#### Your goal
Below are the records. List every line holding the word "client".
[Start of section]
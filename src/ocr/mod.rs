//! OCR engine abstraction.
//!
//! Every recognition attempt, automated or manual, is surfaced through the
//! [`OcrEngine`] trait and normalized into an [`EngineResult`]. Concrete
//! backends (Tesseract, Docling sidecar, Mistral OCR, PDF text layer) implement
//! the narrower [`OcrBackend`] trait and are wrapped by [`RecognitionAdapter`],
//! which owns error capture, timeouts and normalization.

pub mod docling;
pub mod external;
pub mod mistral;
pub mod pdf_text;
pub mod tesseract;

use crate::config::ServiceConfig;
use serde::ser::SerializeMap;
use serde::{Serialize, Serializer};
use std::sync::Arc;
use std::time::Duration;
use tracing::{info, warn};

/// Identifier of the manual-transcript engine.
pub const EXTERNAL_ENGINE_ID: &str = "external";

/// Extensions accepted by the pipeline, in display order.
pub const SUPPORTED_FORMATS: &[&str] = &["png", "jpg", "jpeg", "tiff", "tif", "pdf", "txt"];

// ============================================================================
// Documents
// ============================================================================

#[derive(Debug, Clone, Copy, PartialEq, Eq, Serialize)]
#[serde(rename_all = "lowercase")]
pub enum DocumentKind {
    Image,
    Pdf,
    Text,
}

impl DocumentKind {
    /// Classify a file by its extension (case-insensitive).
    pub fn from_filename(filename: &str) -> Option<Self> {
        let (_, ext) = filename.rsplit_once('.')?;
        match ext.to_ascii_lowercase().as_str() {
            "png" | "jpg" | "jpeg" | "tiff" | "tif" => Some(Self::Image),
            "pdf" => Some(Self::Pdf),
            "txt" => Some(Self::Text),
            _ => None,
        }
    }
}

/// A document submitted for recognition.
#[derive(Debug, Clone)]
pub struct Document {
    pub filename: String,
    pub kind: DocumentKind,
    pub data: Vec<u8>,
}

impl Document {
    pub fn new(filename: impl Into<String>, kind: DocumentKind, data: Vec<u8>) -> Self {
        Self {
            filename: filename.into(),
            kind,
            data,
        }
    }

    /// MIME type derived from the file extension.
    pub fn mime_type(&self) -> &'static str {
        let ext = self
            .filename
            .rsplit_once('.')
            .map(|(_, e)| e.to_ascii_lowercase())
            .unwrap_or_default();
        match ext.as_str() {
            "png" => "image/png",
            "jpg" | "jpeg" => "image/jpeg",
            "tif" | "tiff" => "image/tiff",
            "pdf" => "application/pdf",
            "txt" => "text/plain",
            _ => "application/octet-stream",
        }
    }

    /// Lowercased extension, used when staging the document on disk.
    pub fn extension(&self) -> String {
        self.filename
            .rsplit_once('.')
            .map(|(_, e)| e.to_ascii_lowercase())
            .unwrap_or_else(|| "bin".to_string())
    }
}

// ============================================================================
// Engine results
// ============================================================================

/// Normalized output of one recognition attempt.
#[derive(Debug, Clone, PartialEq, Serialize)]
pub struct EngineResult {
    pub engine_name: String,
    /// Language tag requested for this attempt (not detected).
    pub language: String,
    pub word_count: usize,
    #[serde(flatten)]
    pub outcome: EngineOutcome,
}

#[derive(Debug, Clone, PartialEq, Serialize)]
#[serde(tag = "status", rename_all = "snake_case")]
pub enum EngineOutcome {
    Success { text: String, confidence: f64 },
    Failed { error: String },
}

impl EngineResult {
    pub fn success(
        engine_name: impl Into<String>,
        language: impl Into<String>,
        text: String,
        confidence: f64,
    ) -> Self {
        Self {
            engine_name: engine_name.into(),
            language: language.into(),
            word_count: word_count(&text),
            outcome: EngineOutcome::Success {
                text,
                confidence: clamp_confidence(confidence),
            },
        }
    }

    pub fn failed(
        engine_name: impl Into<String>,
        language: impl Into<String>,
        error: impl Into<String>,
    ) -> Self {
        Self {
            engine_name: engine_name.into(),
            language: language.into(),
            word_count: 0,
            outcome: EngineOutcome::Failed {
                error: error.into(),
            },
        }
    }

    pub fn is_success(&self) -> bool {
        matches!(self.outcome, EngineOutcome::Success { .. })
    }

    pub fn text(&self) -> Option<&str> {
        match &self.outcome {
            EngineOutcome::Success { text, .. } => Some(text),
            EngineOutcome::Failed { .. } => None,
        }
    }

    pub fn confidence(&self) -> Option<f64> {
        match &self.outcome {
            EngineOutcome::Success { confidence, .. } => Some(*confidence),
            EngineOutcome::Failed { .. } => None,
        }
    }

    pub fn error(&self) -> Option<&str> {
        match &self.outcome {
            EngineOutcome::Failed { error } => Some(error),
            EngineOutcome::Success { .. } => None,
        }
    }
}

/// Engine results keyed by engine name, kept in request order.
///
/// Serializes as a JSON object whose keys follow insertion order.
#[derive(Debug, Clone, Default, PartialEq)]
pub struct EngineResults(Vec<EngineResult>);

impl EngineResults {
    pub fn new() -> Self {
        Self(Vec::new())
    }

    /// Insert a result, replacing any earlier entry with the same engine name.
    pub fn insert(&mut self, result: EngineResult) {
        match self
            .0
            .iter_mut()
            .find(|r| r.engine_name == result.engine_name)
        {
            Some(existing) => *existing = result,
            None => self.0.push(result),
        }
    }

    pub fn get(&self, engine_name: &str) -> Option<&EngineResult> {
        self.0.iter().find(|r| r.engine_name == engine_name)
    }

    pub fn iter(&self) -> impl Iterator<Item = &EngineResult> {
        self.0.iter()
    }

    pub fn successful(&self) -> impl Iterator<Item = &EngineResult> {
        self.0.iter().filter(|r| r.is_success())
    }

    pub fn len(&self) -> usize {
        self.0.len()
    }

    pub fn is_empty(&self) -> bool {
        self.0.is_empty()
    }
}

impl FromIterator<EngineResult> for EngineResults {
    fn from_iter<I: IntoIterator<Item = EngineResult>>(iter: I) -> Self {
        let mut results = Self::new();
        for result in iter {
            results.insert(result);
        }
        results
    }
}

impl Serialize for EngineResults {
    fn serialize<S: Serializer>(&self, serializer: S) -> Result<S::Ok, S::Error> {
        let mut map = serializer.serialize_map(Some(self.0.len()))?;
        for result in &self.0 {
            map.serialize_entry(&result.engine_name, result)?;
        }
        map.end()
    }
}

/// Count whitespace-separated, non-empty tokens.
pub fn word_count(text: &str) -> usize {
    text.split_whitespace().count()
}

/// Clamp a confidence score into `[0, 100]`. NaN maps to 0.
pub fn clamp_confidence(value: f64) -> f64 {
    if value.is_nan() {
        0.0
    } else {
        value.clamp(0.0, 100.0)
    }
}

// ============================================================================
// Engine traits
// ============================================================================

/// The single capability every engine exposes. Implementations never fail:
/// errors are reported as `Failed` results.
#[async_trait::async_trait]
pub trait OcrEngine: Send + Sync {
    fn name(&self) -> &str;
    async fn run(&self, document: &Document, language: &str) -> EngineResult;
}

/// Raw output of a recognition backend, before normalization.
#[derive(Debug, Clone)]
pub struct Recognition {
    pub text: String,
    pub confidence: f64,
}

/// A concrete OCR backend. May fail; [`RecognitionAdapter`] contains the failure.
#[async_trait::async_trait]
pub trait OcrBackend: Send + Sync {
    fn name(&self) -> &str;

    fn supports(&self, kind: DocumentKind) -> bool {
        kind != DocumentKind::Text
    }

    async fn recognize(&self, document: &Document, language: &str)
        -> anyhow::Result<Recognition>;
}

/// Wraps an [`OcrBackend`] into an infallible [`OcrEngine`].
pub struct RecognitionAdapter {
    backend: Box<dyn OcrBackend>,
    timeout: Duration,
}

impl RecognitionAdapter {
    pub fn new(backend: impl OcrBackend + 'static, timeout: Duration) -> Self {
        Self {
            backend: Box::new(backend),
            timeout,
        }
    }
}

#[async_trait::async_trait]
impl OcrEngine for RecognitionAdapter {
    fn name(&self) -> &str {
        self.backend.name()
    }

    async fn run(&self, document: &Document, language: &str) -> EngineResult {
        let name = self.backend.name();

        if !self.backend.supports(document.kind) {
            return EngineResult::failed(
                name,
                language,
                format!("{} cannot process {:?} documents", name, document.kind),
            );
        }

        match tokio::time::timeout(self.timeout, self.backend.recognize(document, language)).await
        {
            Ok(Ok(recognition)) => {
                info!(
                    "{}: recognized {} chars (confidence {:.1})",
                    name,
                    recognition.text.len(),
                    recognition.confidence
                );
                EngineResult::success(name, language, recognition.text, recognition.confidence)
            }
            Ok(Err(e)) => {
                warn!("{}: recognition failed: {:#}", name, e);
                EngineResult::failed(name, language, format!("{:#}", e))
            }
            Err(_) => {
                warn!("{}: recognition timed out after {:?}", name, self.timeout);
                EngineResult::failed(
                    name,
                    language,
                    format!("Recognition timed out after {:?}", self.timeout),
                )
            }
        }
    }
}

// ============================================================================
// Registry
// ============================================================================

/// Engines available to this process. Built once at startup, read-only afterwards.
#[derive(Default)]
pub struct EngineRegistry {
    engines: Vec<Arc<dyn OcrEngine>>,
}

impl EngineRegistry {
    pub fn new() -> Self {
        Self::default()
    }

    pub fn register(&mut self, engine: Arc<dyn OcrEngine>) {
        self.engines.push(engine);
    }

    /// Probe and register every backend the configuration enables.
    pub async fn from_config(config: &ServiceConfig, client: reqwest::Client) -> Self {
        let mut registry = Self::new();
        let timeout = config.engine_timeout;

        let tesseract = tesseract::TesseractBackend::new(config.tesseract.clone());
        match tesseract.probe().await {
            Ok(version) => {
                info!("Tesseract OCR is available ({})", version);
                registry.register(Arc::new(RecognitionAdapter::new(tesseract, timeout)));
            }
            Err(e) => warn!("Could not initialize Tesseract: {:#}", e),
        }

        registry.register(Arc::new(RecognitionAdapter::new(
            pdf_text::PdfTextBackend,
            timeout,
        )));

        if let Some(url) = &config.docling_url {
            info!("Docling sidecar configured at {}", url);
            registry.register(Arc::new(RecognitionAdapter::new(
                docling::DoclingBackend::new(url.clone(), client.clone()),
                timeout,
            )));
        }

        if let Some(key) = &config.mistral_api_key {
            info!("Mistral OCR configured");
            registry.register(Arc::new(RecognitionAdapter::new(
                mistral::MistralOcrBackend::new(key.clone(), client),
                timeout,
            )));
        }

        registry
    }

    pub fn get(&self, name: &str) -> Option<Arc<dyn OcrEngine>> {
        self.engines.iter().find(|e| e.name() == name).cloned()
    }

    /// Identifiers callers may request, in registration order. The manual
    /// transcript engine is always listed last.
    pub fn available(&self) -> Vec<String> {
        self.engines
            .iter()
            .map(|e| e.name().to_string())
            .chain(std::iter::once(EXTERNAL_ENGINE_ID.to_string()))
            .collect()
    }
}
[End of section]
#### Exercise answer
    pub async fn from_config(config: &ServiceConfig, client: reqwest::Client) -> Self {
                docling::DoclingBackend::new(url.clone(), client.clone()),
                mistral::MistralOcrBackend::new(key.clone(), client),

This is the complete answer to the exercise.